:: WORK TO BE COMPLETED ::
Output only the line that contains "run between frames" and the lines after it, all verbatim, through the last one below.

──────

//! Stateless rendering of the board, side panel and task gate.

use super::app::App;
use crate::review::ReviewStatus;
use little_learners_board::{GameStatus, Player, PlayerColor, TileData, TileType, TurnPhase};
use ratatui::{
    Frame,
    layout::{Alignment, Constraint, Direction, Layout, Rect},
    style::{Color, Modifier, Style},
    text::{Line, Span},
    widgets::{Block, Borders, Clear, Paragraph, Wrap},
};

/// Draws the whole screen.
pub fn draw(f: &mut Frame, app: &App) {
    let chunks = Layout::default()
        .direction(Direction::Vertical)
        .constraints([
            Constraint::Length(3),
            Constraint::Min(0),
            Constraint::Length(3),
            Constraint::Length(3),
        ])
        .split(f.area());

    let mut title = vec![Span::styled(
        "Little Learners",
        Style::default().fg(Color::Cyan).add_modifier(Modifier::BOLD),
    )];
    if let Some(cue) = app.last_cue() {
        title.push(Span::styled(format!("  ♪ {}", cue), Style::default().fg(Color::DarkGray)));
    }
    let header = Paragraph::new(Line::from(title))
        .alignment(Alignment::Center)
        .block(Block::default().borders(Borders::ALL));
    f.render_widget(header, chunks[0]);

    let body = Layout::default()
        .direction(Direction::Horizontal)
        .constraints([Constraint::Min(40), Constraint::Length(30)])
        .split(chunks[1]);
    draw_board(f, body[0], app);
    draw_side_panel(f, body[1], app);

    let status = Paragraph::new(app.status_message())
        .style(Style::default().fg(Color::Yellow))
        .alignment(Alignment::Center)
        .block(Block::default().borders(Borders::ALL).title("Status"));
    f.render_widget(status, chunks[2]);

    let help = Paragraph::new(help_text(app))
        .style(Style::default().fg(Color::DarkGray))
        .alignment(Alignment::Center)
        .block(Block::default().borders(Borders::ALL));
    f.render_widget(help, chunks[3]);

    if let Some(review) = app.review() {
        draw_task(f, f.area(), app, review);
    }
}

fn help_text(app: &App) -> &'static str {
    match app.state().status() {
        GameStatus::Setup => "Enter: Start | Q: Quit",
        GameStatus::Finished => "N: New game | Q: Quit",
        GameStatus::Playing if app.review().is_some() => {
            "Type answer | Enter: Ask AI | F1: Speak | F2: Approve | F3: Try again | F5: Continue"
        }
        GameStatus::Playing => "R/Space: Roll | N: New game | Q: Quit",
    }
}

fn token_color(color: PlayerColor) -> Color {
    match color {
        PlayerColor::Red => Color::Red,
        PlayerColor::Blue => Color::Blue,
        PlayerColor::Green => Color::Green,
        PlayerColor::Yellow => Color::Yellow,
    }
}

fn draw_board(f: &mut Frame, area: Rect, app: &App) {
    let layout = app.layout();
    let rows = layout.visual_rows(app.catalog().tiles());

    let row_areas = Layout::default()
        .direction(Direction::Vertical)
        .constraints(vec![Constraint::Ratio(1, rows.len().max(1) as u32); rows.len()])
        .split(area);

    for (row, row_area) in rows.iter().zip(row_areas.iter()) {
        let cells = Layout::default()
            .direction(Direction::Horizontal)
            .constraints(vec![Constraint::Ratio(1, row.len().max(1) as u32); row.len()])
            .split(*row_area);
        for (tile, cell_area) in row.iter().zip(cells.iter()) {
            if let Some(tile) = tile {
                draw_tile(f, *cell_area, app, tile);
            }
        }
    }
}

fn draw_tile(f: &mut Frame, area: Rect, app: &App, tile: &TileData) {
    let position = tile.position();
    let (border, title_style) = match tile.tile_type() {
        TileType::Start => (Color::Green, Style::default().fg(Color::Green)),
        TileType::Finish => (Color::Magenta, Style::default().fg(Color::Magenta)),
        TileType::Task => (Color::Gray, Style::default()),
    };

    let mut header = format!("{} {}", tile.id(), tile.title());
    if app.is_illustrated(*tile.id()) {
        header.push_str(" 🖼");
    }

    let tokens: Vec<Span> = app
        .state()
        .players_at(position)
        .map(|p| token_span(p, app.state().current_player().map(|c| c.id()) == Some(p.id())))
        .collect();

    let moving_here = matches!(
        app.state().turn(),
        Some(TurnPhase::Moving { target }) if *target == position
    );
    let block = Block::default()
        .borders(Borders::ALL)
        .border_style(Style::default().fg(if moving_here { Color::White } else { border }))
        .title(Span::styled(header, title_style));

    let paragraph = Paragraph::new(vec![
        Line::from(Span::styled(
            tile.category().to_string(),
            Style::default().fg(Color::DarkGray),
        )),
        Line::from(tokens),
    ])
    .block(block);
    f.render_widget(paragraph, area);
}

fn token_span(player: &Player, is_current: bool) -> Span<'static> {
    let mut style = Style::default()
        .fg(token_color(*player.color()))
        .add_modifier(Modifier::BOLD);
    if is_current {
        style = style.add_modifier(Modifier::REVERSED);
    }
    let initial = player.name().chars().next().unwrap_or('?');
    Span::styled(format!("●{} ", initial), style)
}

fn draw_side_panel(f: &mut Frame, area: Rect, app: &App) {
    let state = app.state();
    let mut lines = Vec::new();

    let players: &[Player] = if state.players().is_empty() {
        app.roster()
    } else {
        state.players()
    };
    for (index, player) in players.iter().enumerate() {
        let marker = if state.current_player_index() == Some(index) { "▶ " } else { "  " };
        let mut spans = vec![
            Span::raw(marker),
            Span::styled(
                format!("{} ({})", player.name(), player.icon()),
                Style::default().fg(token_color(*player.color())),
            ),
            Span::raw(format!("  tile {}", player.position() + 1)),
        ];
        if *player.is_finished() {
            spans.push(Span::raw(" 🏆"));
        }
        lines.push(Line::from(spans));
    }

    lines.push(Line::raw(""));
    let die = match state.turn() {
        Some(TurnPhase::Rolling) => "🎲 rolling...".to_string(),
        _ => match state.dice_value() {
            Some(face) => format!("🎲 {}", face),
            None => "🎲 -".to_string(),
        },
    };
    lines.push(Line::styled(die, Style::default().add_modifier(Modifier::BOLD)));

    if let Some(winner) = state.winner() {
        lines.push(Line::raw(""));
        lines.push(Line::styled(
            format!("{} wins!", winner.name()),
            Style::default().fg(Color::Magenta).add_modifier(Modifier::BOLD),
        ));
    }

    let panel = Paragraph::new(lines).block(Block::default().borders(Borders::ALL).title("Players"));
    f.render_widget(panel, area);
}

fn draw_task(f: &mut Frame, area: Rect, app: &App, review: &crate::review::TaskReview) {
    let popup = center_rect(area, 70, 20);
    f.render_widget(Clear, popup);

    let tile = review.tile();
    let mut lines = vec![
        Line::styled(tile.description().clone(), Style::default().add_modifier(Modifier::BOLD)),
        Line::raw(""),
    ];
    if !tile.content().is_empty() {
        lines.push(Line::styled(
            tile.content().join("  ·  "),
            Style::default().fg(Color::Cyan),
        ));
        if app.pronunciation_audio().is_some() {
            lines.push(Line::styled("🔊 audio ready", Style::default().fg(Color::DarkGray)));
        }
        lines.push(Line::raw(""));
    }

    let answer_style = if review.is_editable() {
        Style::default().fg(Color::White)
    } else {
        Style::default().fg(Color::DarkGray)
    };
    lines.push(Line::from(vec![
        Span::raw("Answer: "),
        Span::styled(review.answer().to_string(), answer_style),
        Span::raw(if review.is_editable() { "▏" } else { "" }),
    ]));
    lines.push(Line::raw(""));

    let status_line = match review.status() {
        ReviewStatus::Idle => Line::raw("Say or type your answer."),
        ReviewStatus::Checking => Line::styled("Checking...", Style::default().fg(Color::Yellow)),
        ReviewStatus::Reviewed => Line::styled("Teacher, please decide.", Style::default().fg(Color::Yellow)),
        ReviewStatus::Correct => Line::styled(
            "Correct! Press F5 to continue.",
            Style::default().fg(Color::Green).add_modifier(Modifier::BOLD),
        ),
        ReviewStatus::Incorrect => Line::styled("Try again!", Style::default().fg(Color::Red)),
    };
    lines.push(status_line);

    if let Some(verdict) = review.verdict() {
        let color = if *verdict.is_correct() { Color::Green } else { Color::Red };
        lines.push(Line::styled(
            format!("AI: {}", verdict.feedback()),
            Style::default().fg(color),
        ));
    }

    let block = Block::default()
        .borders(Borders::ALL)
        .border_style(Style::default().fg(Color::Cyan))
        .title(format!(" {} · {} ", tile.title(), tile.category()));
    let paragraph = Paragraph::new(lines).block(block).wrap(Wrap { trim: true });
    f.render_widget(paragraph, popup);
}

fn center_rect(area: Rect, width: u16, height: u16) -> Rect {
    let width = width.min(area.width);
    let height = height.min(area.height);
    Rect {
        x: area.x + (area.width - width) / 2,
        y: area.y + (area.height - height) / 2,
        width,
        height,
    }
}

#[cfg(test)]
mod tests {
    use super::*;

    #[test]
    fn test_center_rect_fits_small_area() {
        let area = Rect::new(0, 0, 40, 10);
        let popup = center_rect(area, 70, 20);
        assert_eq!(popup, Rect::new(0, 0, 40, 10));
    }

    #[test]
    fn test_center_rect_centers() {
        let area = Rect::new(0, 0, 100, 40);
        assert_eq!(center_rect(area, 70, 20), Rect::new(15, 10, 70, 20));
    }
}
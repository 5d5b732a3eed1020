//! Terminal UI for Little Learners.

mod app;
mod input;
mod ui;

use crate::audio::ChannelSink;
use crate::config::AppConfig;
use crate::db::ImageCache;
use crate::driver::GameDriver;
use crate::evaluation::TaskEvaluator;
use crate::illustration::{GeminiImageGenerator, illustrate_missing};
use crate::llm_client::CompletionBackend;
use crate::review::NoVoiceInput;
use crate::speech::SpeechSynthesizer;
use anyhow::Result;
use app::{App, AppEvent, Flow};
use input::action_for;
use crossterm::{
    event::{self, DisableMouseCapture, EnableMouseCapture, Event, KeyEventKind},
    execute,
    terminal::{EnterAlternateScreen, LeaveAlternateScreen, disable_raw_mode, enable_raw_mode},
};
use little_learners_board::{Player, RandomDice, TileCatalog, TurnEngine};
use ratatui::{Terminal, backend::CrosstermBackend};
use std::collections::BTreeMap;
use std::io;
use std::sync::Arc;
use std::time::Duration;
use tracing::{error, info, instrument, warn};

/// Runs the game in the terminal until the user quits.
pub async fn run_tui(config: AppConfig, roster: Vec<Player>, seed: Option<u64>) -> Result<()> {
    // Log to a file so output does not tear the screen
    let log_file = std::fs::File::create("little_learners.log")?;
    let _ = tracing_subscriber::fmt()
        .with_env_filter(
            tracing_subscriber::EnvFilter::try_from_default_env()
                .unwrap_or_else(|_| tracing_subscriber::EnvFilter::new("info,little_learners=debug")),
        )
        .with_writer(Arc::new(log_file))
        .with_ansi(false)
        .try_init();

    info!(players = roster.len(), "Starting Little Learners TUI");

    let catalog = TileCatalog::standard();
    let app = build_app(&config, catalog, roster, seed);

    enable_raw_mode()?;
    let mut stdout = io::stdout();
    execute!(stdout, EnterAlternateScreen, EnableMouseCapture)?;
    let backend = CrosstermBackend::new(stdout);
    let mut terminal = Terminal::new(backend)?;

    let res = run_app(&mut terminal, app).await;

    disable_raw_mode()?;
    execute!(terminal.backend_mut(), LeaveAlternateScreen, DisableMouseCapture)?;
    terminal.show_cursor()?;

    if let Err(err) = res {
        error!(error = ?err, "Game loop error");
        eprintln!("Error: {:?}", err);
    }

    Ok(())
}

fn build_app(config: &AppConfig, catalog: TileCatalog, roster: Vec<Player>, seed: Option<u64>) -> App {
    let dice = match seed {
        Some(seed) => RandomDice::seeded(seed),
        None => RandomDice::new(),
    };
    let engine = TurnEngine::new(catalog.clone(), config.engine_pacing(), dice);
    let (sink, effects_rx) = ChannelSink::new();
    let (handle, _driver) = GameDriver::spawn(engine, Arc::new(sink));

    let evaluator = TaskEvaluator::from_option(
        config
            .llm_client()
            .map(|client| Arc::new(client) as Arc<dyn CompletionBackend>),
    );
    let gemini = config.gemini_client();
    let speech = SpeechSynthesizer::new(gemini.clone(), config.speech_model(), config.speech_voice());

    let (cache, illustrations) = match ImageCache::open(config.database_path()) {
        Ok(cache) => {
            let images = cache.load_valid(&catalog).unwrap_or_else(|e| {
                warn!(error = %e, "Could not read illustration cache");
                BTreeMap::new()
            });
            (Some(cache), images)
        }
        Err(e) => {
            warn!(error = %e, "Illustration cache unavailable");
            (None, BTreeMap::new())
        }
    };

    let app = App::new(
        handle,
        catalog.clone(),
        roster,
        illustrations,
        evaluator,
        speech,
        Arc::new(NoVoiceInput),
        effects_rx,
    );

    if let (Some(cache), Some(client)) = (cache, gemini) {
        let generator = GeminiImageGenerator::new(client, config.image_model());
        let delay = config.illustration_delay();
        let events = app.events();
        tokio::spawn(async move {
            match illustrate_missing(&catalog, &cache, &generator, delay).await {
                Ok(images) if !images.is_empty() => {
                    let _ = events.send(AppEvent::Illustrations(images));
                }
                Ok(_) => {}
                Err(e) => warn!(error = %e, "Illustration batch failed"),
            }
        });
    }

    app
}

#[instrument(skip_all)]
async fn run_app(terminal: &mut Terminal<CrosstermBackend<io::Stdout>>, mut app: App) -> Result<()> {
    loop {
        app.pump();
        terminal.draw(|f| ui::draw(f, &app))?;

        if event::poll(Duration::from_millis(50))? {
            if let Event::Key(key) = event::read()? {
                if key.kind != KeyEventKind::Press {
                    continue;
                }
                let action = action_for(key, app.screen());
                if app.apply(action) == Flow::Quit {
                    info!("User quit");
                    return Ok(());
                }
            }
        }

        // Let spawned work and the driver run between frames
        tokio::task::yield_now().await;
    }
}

──────

:: ANSWER SECTION ::
        // Let spawned work and the driver run between frames
        tokio::task::yield_now().await;
    }
}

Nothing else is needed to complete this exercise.